Montoya, like Servia, is of the firm opinion that IndyCar needs to go to low downforce trim for the short ovals. Both drivers made this recommendation after trying several setups at Iowa Speedway, site of the third test for the 2018 car.

“We’ll see what downforce they decide to use on the short ovals,” he said. “But we tried quite a few and yeah, driving the low downforce one was fun. It was the best.

“It’s good to come onto the straights at that track and actually accelerate through the gears. That’s a huge plus, right? I mean with the current car, you come out onto the straight and the revs don’t even go up! I’m serious! Because of all the downforce sticking you down in the corners and all the drag on the straights, it’s like you only go up 5mph on the straights!

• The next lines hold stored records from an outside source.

#[uniffi::export]
impl OdontoCore {
    pub fn clinic_name(&self) -> String {
        self.config.clinic_name.clone()
    }

    // =========================================================================
    // Patient Operations
    // =========================================================================

    /// Validate the registration form and insert the patient.
    pub fn register_patient(&self, form: FfiNewPatient) -> Result<FfiPatient, OdontoError> {
        let patient = NewPatient::from(form).into_patient()?;
        let db = self.db.lock()?;
        db.insert_patient(&patient).inspect_err(|e| {
            tracing::error!(error = %e, "Erro ao cadastrar paciente");
        })?;
        Ok(patient.into())
    }

    /// All patients, newest first.
    pub fn list_patients(&self) -> Result<Vec<FfiPatient>, OdontoError> {
        let db = self.db.lock()?;
        let patients = db.list_patients()?;
        Ok(patients.into_iter().map(|p| p.into()).collect())
    }

    pub fn get_patient(&self, id: String) -> Result<Option<FfiPatient>, OdontoError> {
        let db = self.db.lock()?;
        let patient = db.get_patient(&id)?;
        Ok(patient.map(|p| p.into()))
    }

    /// Search patients by name.
    pub fn search_patients(&self, query: String, limit: u32) -> Result<Vec<FfiPatient>, OdontoError> {
        let db = self.db.lock()?;
        let patients = db.search_patients(&query, limit as usize)?;
        Ok(patients.into_iter().map(|p| p.into()).collect())
    }

    // =========================================================================
    // Clinical Record Operations
    // =========================================================================

    /// Records of a patient, newest first, optionally of one kind
    /// (`anamnesis`, `certificate`, `exam_upload`).
    pub fn list_records(
        &self,
        patient_id: String,
        kind: Option<String>,
    ) -> Result<Vec<FfiClinicalRecord>, OdontoError> {
        let kind = kind
            .map(|k| {
                RecordKind::parse(&k)
                    .ok_or_else(|| OdontoError::InvalidInput(format!("Unknown record kind: {}", k)))
            })
            .transpose()?;
        let db = self.db.lock()?;
        let records = db.list_records_for_patient(&patient_id, kind)?;
        Ok(records.into_iter().map(|r| r.into()).collect())
    }

    pub fn get_record(&self, id: String) -> Result<Option<FfiClinicalRecord>, OdontoError> {
        let db = self.db.lock()?;
        let record = db.get_record(&id)?;
        Ok(record.map(|r| r.into()))
    }

    /// Create a certificate (atestado) from a title and free-text notes.
    pub fn create_certificate(
        &self,
        patient_id: String,
        title: String,
        notes: String,
    ) -> Result<FfiClinicalRecord, OdontoError> {
        if title.trim().is_empty() {
            return Err(OdontoError::InvalidInput("Informe o título do atestado.".into()));
        }
        let db = self.db.lock()?;
        let record = ClinicalRecord::certificate(patient_id, title, notes);
        db.insert_record(&record).inspect_err(|e| {
            tracing::error!(error = %e, "Erro ao criar prontuário");
        })?;
        Ok(record.into())
    }

    // =========================================================================
    // Anamnesis Operations
    // =========================================================================

    /// Save a completed anamnesis form. A form with `record_id` rewrites
    /// that record; otherwise a new record is created.
    pub fn save_anamnesis(
        &self,
        form: FfiAnamnesisForm,
    ) -> Result<FfiClinicalRecord, OdontoError> {
        let db = self.db.lock()?;
        let patient = Self::require_patient(&db, &form.patient_id)?;

        let mut wizard = match &form.record_id {
            Some(record_id) => {
                let record = db
                    .get_record(record_id)?
                    .ok_or_else(|| OdontoError::NotFound(format!("record {}", record_id)))?;
                AnamnesisWizard::edit(&patient, &record)?
            }
            None => AnamnesisWizard::new(&patient),
        };
        form.apply(&mut wizard)?;

        let record = wizard.submit(&db, Utc::now())?;
        Ok(record.into())
    }

    // =========================================================================
    // Budget Operations
    // =========================================================================

    /// Build and save an itemized budget. `conditions` replaces the default
    /// condition list when given.
    pub fn create_budget(
        &self,
        patient_id: String,
        items: Vec<FfiBudgetItemInput>,
        conditions: Option<Vec<String>>,
    ) -> Result<FfiBudget, OdontoError> {
        let now = Utc::now();
        let mut draft = BudgetDraft::new(
            patient_id,
            now.date_naive(),
            self.config.budget_validity_days,
        );
        for item in items {
            draft.ledger.add_item(item.into())?;
        }
        if let Some(conditions) = conditions {
            draft.conditions = ConditionList::empty();
            for condition in &conditions {
                draft.conditions.add(condition);
            }
        }

        let db = self.db.lock()?;
        let budget = draft.submit(&db, now)?;
        Ok(budget.into())
    }

    /// Save a budget holding only a total and a status.
    pub fn create_quick_budget(
        &self,
        patient_id: String,
        total_value: f64,
        status: String,
    ) -> Result<FfiBudget, OdontoError> {
        let status = parse_status(&status)?;
        let db = self.db.lock()?;
        let budget = budget::quick_budget(&db, &patient_id, total_value, status).inspect_err(|e| {
            tracing::error!(error = %e, "Erro ao criar orçamento");
        })?;
        Ok(budget.into())
    }

    /// Budgets of a patient, newest first.
    pub fn list_budgets(&self, patient_id: String) -> Result<Vec<FfiBudget>, OdontoError> {
        let db = self.db.lock()?;
        let budgets = db.list_budgets_for_patient(&patient_id)?;
        Ok(budgets.into_iter().map(|b| b.into()).collect())
    }

    pub fn update_budget_status(&self, id: String, status: String) -> Result<(), OdontoError> {
        let status = parse_status(&status)?;
        let db = self.db.lock()?;
        if !db.update_budget_status(&id, status)? {
            return Err(OdontoError::NotFound(format!("budget {}", id)));
        }
        Ok(())
    }

    // =========================================================================
    // Preset Operations
    // =========================================================================

    /// Presets of a category, oldest first.
    pub fn list_presets(&self, category: String) -> Result<Vec<FfiPreset>, OdontoError> {
        let db = self.db.lock()?;
        let presets = db.list_presets(&category)?;
        Ok(presets.into_iter().map(|p| p.into()).collect())
    }

    /// Add a preset and return the category's updated list.
    pub fn add_preset(
        &self,
        category: String,
        content: String,
    ) -> Result<Vec<FfiPreset>, OdontoError> {
        let db = self.db.lock()?;
        let mut store = PresetStore::load(category, &*db)?;
        store.add(&*db, &content)?;
        Ok(store.presets().iter().cloned().map(|p| p.into()).collect())
    }

    /// Remove a preset and return the category's updated list.
    pub fn remove_preset(
        &self,
        category: String,
        id: String,
    ) -> Result<Vec<FfiPreset>, OdontoError> {
        let db = self.db.lock()?;
        let mut store = PresetStore::load(category, &*db)?;
        store.remove(&*db, &id)?;
        Ok(store.presets().iter().cloned().map(|p| p.into()).collect())
    }

    // =========================================================================
    // Document Operations
    // =========================================================================

    /// Anamnesis PDF for a stored record.
    pub fn export_anamnesis_pdf(&self, record_id: String) -> Result<FfiPdfFile, OdontoError> {
        let db = self.db.lock()?;
        let record = db
            .get_record(&record_id)?
            .ok_or_else(|| OdontoError::NotFound(format!("record {}", record_id)))?;
        let file = export::render_anamnesis_pdf(&record, &self.config.clinic_name, Utc::now())
            .inspect_err(|e| tracing::error!(record_id = %record_id, error = %e, "Erro ao gerar PDF"))?;
        Ok(file.into())
    }

    /// Budget PDF for a stored budget.
    pub fn export_budget_pdf(&self, budget_id: String) -> Result<FfiPdfFile, OdontoError> {
        let db = self.db.lock()?;
        let budget = db
            .get_budget(&budget_id)?
            .ok_or_else(|| OdontoError::NotFound(format!("budget {}", budget_id)))?;
        let patient = Self::require_patient(&db, &budget.patient_id)?;
        let file = export::render_budget_pdf(
            &budget,
            &patient,
            &self.config.clinic_name,
            &self.config.professional,
            Utc::now(),
        )
        .inspect_err(|e| tracing::error!(budget_id = %budget_id, error = %e, "Erro ao gerar PDF"))?;
        Ok(file.into())
    }
}
//! Set of selected teeth, kept in click order.

use serde::{Deserialize, Serialize};
use std::fmt;

use super::ToothCode;

/// Insertion-ordered set of tooth codes.
///
/// The stored form is the comma separated string anamnesis records carry
/// (`"11, 21, 36"`).
#[derive(Debug, Clone, Default, PartialEq, Eq, Serialize, Deserialize)]
#[serde(transparent)]
pub struct ToothSelection(Vec<ToothCode>);

impl ToothSelection {
    pub fn new() -> Self {
        Self::default()
    }

    /// Add the tooth if absent, remove it if present.
    ///
    /// Returns whether the tooth is selected afterwards.
    pub fn toggle(&mut self, code: ToothCode) -> bool {
        if let Some(idx) = self.0.iter().position(|c| *c == code) {
            self.0.remove(idx);
            false
        } else {
            self.0.push(code);
            true
        }
    }

    pub fn contains(&self, code: ToothCode) -> bool {
        self.0.contains(&code)
    }

    pub fn len(&self) -> usize {
        self.0.len()
    }

    pub fn is_empty(&self) -> bool {
        self.0.is_empty()
    }

    pub fn clear(&mut self) {
        self.0.clear();
    }

    /// Codes in click order.
    pub fn codes(&self) -> &[ToothCode] {
        &self.0
    }

    /// Codes in ascending order.
    pub fn sorted(&self) -> Vec<ToothCode> {
        let mut codes = self.0.clone();
        codes.sort_unstable();
        codes
    }

    /// Parse a stored tooth string.
    ///
    /// Each comma separated fragment contributes its leading number
    /// (`" 12a"` → 12); fragments without one are skipped, as are repeats.
    pub fn parse(text: &str) -> Self {
        text.split(',').filter_map(leading_number).map(ToothCode::raw).collect()
    }
}

fn leading_number(fragment: &str) -> Option<u8> {
    let trimmed = fragment.trim_start();
    let digits: &str = match trimmed.find(|c: char| !c.is_ascii_digit()) {
        Some(end) => &trimmed[..end],
        None => trimmed,
    };
    digits.parse().ok()
}

impl FromIterator<ToothCode> for ToothSelection {
    fn from_iter<I: IntoIterator<Item = ToothCode>>(iter: I) -> Self {
        let mut selection = Self::new();
        for code in iter {
            if !selection.contains(code) {
                selection.0.push(code);
            }
        }
        selection
    }
}

impl fmt::Display for ToothSelection {
    fn fmt(&self, f: &mut fmt::Formatter<'_>) -> fmt::Result {
        for (i, code) in self.0.iter().enumerate() {
            if i > 0 {
                f.write_str(", ")?;
            }
            write!(f, "{}", code)?;
        }
        Ok(())
    }
}
//! Tooth outline shapes (facial view).

use super::{Arch, ToothCode};

/// Outline used to draw a tooth. Paths are in a `0 0 100 150` viewBox.
#[derive(Debug, Clone, Copy, PartialEq, Eq, Hash)]
pub enum ToothShape {
    UpperCentral,
    UpperLateral,
    UpperCanine,
    UpperPremolar,
    UpperMolar,
    LowerIncisor,
    LowerCanine,
    LowerPremolar,
    LowerMolar,
}

/// Width and height of the path coordinate space.
pub const SHAPE_VIEWBOX: (f32, f32) = (100.0, 150.0);

impl ToothShape {
    /// Shape for a tooth code.
    ///
    /// Codes outside the FDI ranges get the default molar outline.
    pub fn for_code(code: ToothCode) -> Self {
        let Some(arch) = code.arch() else {
            return ToothShape::UpperMolar;
        };

        match (arch, code.position()) {
            (Arch::Upper, 1) => ToothShape::UpperCentral,
            (Arch::Upper, 2) => ToothShape::UpperLateral,
            (Arch::Upper, 3) => ToothShape::UpperCanine,
            (Arch::Upper, 4 | 5) => ToothShape::UpperPremolar,
            (Arch::Upper, _) => ToothShape::UpperMolar,
            (Arch::Lower, 1 | 2) => ToothShape::LowerIncisor,
            (Arch::Lower, 3) => ToothShape::LowerCanine,
            (Arch::Lower, 4 | 5) => ToothShape::LowerPremolar,
            (Arch::Lower, _) => ToothShape::LowerMolar,
        }
    }

    /// SVG path data.
    pub fn svg_path(self) -> &'static str {
        match self {
            ToothShape::UpperCentral => "M20,100 L25,140 C35,150 65,150 75,140 L80,100 L85,40 C88,20 80,10 50,10 C20,10 12,20 15,40 Z",
            ToothShape::UpperLateral => "M25,100 L28,130 C35,145 65,145 72,130 L75,100 L80,45 C83,25 75,15 50,15 C25,15 17,25 20,45 Z",
            ToothShape::UpperCanine => "M25,90 L30,130 C40,150 60,150 70,130 L75,90 L85,40 C90,20 70,5 50,5 C30,5 10,20 15,40 Z",
            ToothShape::UpperPremolar => "M20,90 L25,120 C35,140 65,140 75,120 L80,90 L90,50 C95,30 85,15 50,15 C15,15 5,30 10,50 Z",
            ToothShape::UpperMolar => "M10,80 L15,110 C20,135 35,140 45,120 L50,100 L55,120 C65,140 80,135 85,110 L90,80 L95,40 C98,20 85,10 50,10 C15,10 2,20 5,40 Z",
            ToothShape::LowerIncisor => "M30,50 L32,10 C35,2 65,2 68,10 L70,50 L75,110 C78,130 70,140 50,140 C30,140 22,130 25,110 Z",
            ToothShape::LowerCanine => "M25,60 L28,20 C35,5 65,5 72,20 L75,60 L80,110 C83,130 70,145 50,145 C30,145 17,130 20,110 Z",
            ToothShape::LowerPremolar => "M20,60 L25,30 C35,10 65,10 75,30 L80,60 L85,100 C90,120 80,135 50,135 C20,135 10,120 15,100 Z",
            ToothShape::LowerMolar => "M10,70 L15,40 C20,15 35,10 45,30 L50,50 L55,30 C65,10 80,15 85,40 L90,70 L95,110 C98,130 85,140 50,140 C15,140 2,130 5,110 Z",
        }
    }
}
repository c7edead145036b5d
//! Budget (orçamento) builder.
//!
//! A budget is assembled client side: procedure lines go into a
//! [`BudgetLedger`], conditions into a [`ConditionList`], and a
//! [`BudgetDraft`] ties both to a patient and validity date before a single
//! insert.

mod ledger;
mod conditions;
mod draft;
mod currency;

pub use ledger::*;
pub use conditions::*;
pub use draft::*;
pub use currency::*;

use thiserror::Error;

/// Budget builder errors.
///
/// Messages are shown to the user as-is.
#[derive(Error, Debug)]
pub enum LedgerError {
    #[error("Preencha pelo menos o procedimento e o valor.")]
    MissingProcedureOrValue,

    #[error("Adicione pelo menos um procedimento ao orçamento.")]
    EmptyBudget,

    #[error("Database error: {0}")]
    Db(#[from] crate::db::DbError),
}

pub type LedgerResult<T> = Result<T, LedgerError>;
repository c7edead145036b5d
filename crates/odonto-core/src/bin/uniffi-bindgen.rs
fn main() {
    uniffi::uniffi_bindgen_main()
}
//! PDF documents for anamnesis records and budgets.
//!
//! Each document is first laid out as a list of [`Block`]s (pure data, easy
//! to assert on) and then drawn onto A4 pages by the canvas in `layout`.

mod layout;
mod anamnesis_pdf;
mod budget_pdf;
mod filename;

pub use layout::*;
pub use anamnesis_pdf::*;
pub use budget_pdf::*;
pub use filename::*;

use thiserror::Error;

/// PDF export errors.
#[derive(Error, Debug)]
pub enum PdfError {
    #[error("Este registro não possui dados completos para gerar PDF.")]
    MissingPatientData,

    #[error("PDF render error: {0}")]
    Render(String),
}

pub type PdfResult<T> = Result<T, PdfError>;

/// Rendered document and suggested download name.
#[derive(Debug, Clone, PartialEq)]
pub struct PdfFile {
    pub file_name: String,
    pub bytes: Vec<u8>,
}
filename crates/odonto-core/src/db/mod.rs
//! Database layer for the clinic store.
//!
//! Tables mirror the hosted store the clinic screens were built against:
//! `patients`, `clinical_records`, `budgets` and `text_presets`.

mod schema;
mod patients;
mod clinical_records;
mod budgets;
mod presets;

pub use schema::*;

use rusqlite::Connection;
use std::path::Path;
use thiserror::Error;

/// Database errors.
#[derive(Error, Debug)]
pub enum DbError {
    #[error("SQLite error: {0}")]
    Sqlite(#[from] rusqlite::Error),

    #[error("JSON serialization error: {0}")]
    Json(#[from] serde_json::Error),

    #[error("Record not found: {0}")]
    NotFound(String),

    #[error("Constraint violation: {0}")]
    Constraint(String),
}

pub type DbResult<T> = Result<T, DbError>;

/// Database connection wrapper.
pub struct Database {
    conn: Connection,
}

impl Database {
    /// Open database at path, creating if needed.
    pub fn open<P: AsRef<Path>>(path: P) -> DbResult<Self> {
        let conn = Connection::open(path.as_ref())?;
        let db = Self { conn };
        db.initialize()?;
        tracing::info!(path = %path.as_ref().display(), "Opened clinic database");
        Ok(db)
    }

    /// Create in-memory database (for testing).
    pub fn open_in_memory() -> DbResult<Self> {
        let conn = Connection::open_in_memory()?;
        let db = Self { conn };
        db.initialize()?;
        Ok(db)
    }

    /// Initialize schema.
    fn initialize(&self) -> DbResult<()> {
        self.conn.execute_batch(SCHEMA)?;
        Ok(())
    }

    /// Get raw connection (for advanced queries).
    pub fn conn(&self) -> &Connection {
        &self.conn
    }
}
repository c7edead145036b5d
//! Clinic configuration.

use std::path::PathBuf;

use thiserror::Error;

use crate::budget::DEFAULT_VALIDITY_DAYS;

pub const DEFAULT_CLINIC_NAME: &str = "Clínica Odontológica";

/// Configuration errors.
#[derive(Error, Debug, Clone, PartialEq)]
pub enum ConfigError {
    #[error("{var} must be a valid {expected}, got {value:?}")]
    Invalid {
        var: &'static str,
        expected: &'static str,
        value: String,
    },
}

/// Professional who signs budgets.
#[derive(Debug, Clone, Default, PartialEq)]
pub struct Professional {
    pub name: String,
    /// Council registration, e.g. "CRO-SP 12345"
    pub registry: String,
}

/// Settings shared by every clinic screen.
#[derive(Debug, Clone, PartialEq)]
pub struct ClinicConfig {
    /// SQLite file; `None` means in-memory.
    pub database_path: Option<PathBuf>,
    /// Shown in document headers.
    pub clinic_name: String,
    pub professional: Professional,
    /// Days a new budget stays valid.
    pub budget_validity_days: u32,
}

impl Default for ClinicConfig {
    fn default() -> Self {
        Self {
            database_path: None,
            clinic_name: DEFAULT_CLINIC_NAME.to_string(),
            professional: Professional::default(),
            budget_validity_days: DEFAULT_VALIDITY_DAYS,
        }
    }
}

impl ClinicConfig {
    /// Load configuration from the environment (and a `.env` file if present).
    ///
    /// | Env Var                        | Default                |
    /// |--------------------------------|------------------------|
    /// | `ODONTO_DATABASE_PATH`         | in-memory              |
    /// | `ODONTO_CLINIC_NAME`           | `Clínica Odontológica` |
    /// | `ODONTO_PROFESSIONAL_NAME`     | empty                  |
    /// | `ODONTO_PROFESSIONAL_REGISTRY` | empty                  |
    /// | `ODONTO_BUDGET_VALIDITY_DAYS`  | `30`                   |
    pub fn from_env() -> Result<Self, ConfigError> {
        dotenvy::dotenv().ok();
        Self::from_lookup(|key| std::env::var(key).ok())
    }

    /// Build from an arbitrary key lookup. Blank values count as unset.
    pub fn from_lookup<F>(lookup: F) -> Result<Self, ConfigError>
    where
        F: Fn(&str) -> Option<String>,
    {
        let get = |key: &str| lookup(key).filter(|v| !v.trim().is_empty());
        let defaults = Self::default();

        let budget_validity_days = match get("ODONTO_BUDGET_VALIDITY_DAYS") {
            Some(value) => value.trim().parse::<u32>().map_err(|_| ConfigError::Invalid {
                var: "ODONTO_BUDGET_VALIDITY_DAYS",
                expected: "number of days",
                value: value.clone(),
            })?,
            None => defaults.budget_validity_days,
        };

        Ok(Self {
            database_path: get("ODONTO_DATABASE_PATH").map(PathBuf::from),
            clinic_name: get("ODONTO_CLINIC_NAME").unwrap_or(defaults.clinic_name),
            professional: Professional {
                name: get("ODONTO_PROFESSIONAL_NAME").unwrap_or_default(),
                registry: get("ODONTO_PROFESSIONAL_REGISTRY").unwrap_or_default(),
            },
            budget_validity_days,
        })
    }
}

That’s insane!”

Montoya’s 1999-2000 teammate at Chip Ganassi Racing, Jimmy Vasser, has always insisted it was not JPM’s road/streetcourse speed that impressed him, but his adaptation to the shorter ovals and the ability to “catch the slides and dance on the edge of disaster and get away with it”. Asked if the 2018 car had a similar feel to those cars on short ovals – and indeed, across IndyCar’s wide variety of tracks – Montoya said yes, but with one major caveat.

“If you look at just the handling, then yeah, it’s a lot closer to the Champ Cars from 1999 and 2000,” he said, “in terms of where you brake, how you turn in. At the end of the braking zone, because the car won’t stop as quick and it’s much easier to make mistakes, I think that’s a huge plus and that is like the old cars. And totally different from the last few cars.

“But the biggest difference now is the horsepower. And I think this talk about increasing it for the future is the right direction for IndyCar to go in.”

Montoya, known to like a loose car, said the 2018 car suited him well.

“It was fun because you’re sliding around a lot more,” he said. “I was doing long runs at Sebring and I still ended up the quickest guy in the morning session. I was like, ‘Really?!’

“I really had a blast driving this car. The steering load is still quite heavy, and you can really tell the difference compared with the LMP2 I’ve been driving. The kickback in the wheel is really quite big, but it’s fine. It was really fun.”

Montoya said the Firestone compounds would need changing a little for the lower downforce of the new car, as Cara Adams of Firestone described recently. But for the sake of IndyCar racing, he suggested the bigger priority should be for Firestone to make a bigger difference between the primary ‘black’ tires and the alternate ‘reds’ on the road and street courses.

“I think that’s one of the things Firestone will really have to work on – make that difference a lot bigger,” he said. “You want the primary tire to be half a second or a second slower but consistent. You want the reds to be crazy-quick but it’s softer to force people to not do a full stint.

“I think if you have a red tire that’s so different that it splits up your strategy – so you have to decide which stint you want to be the shorter stint with a lighter fuel load – that’s going to create interesting racing, more passing, and so on.”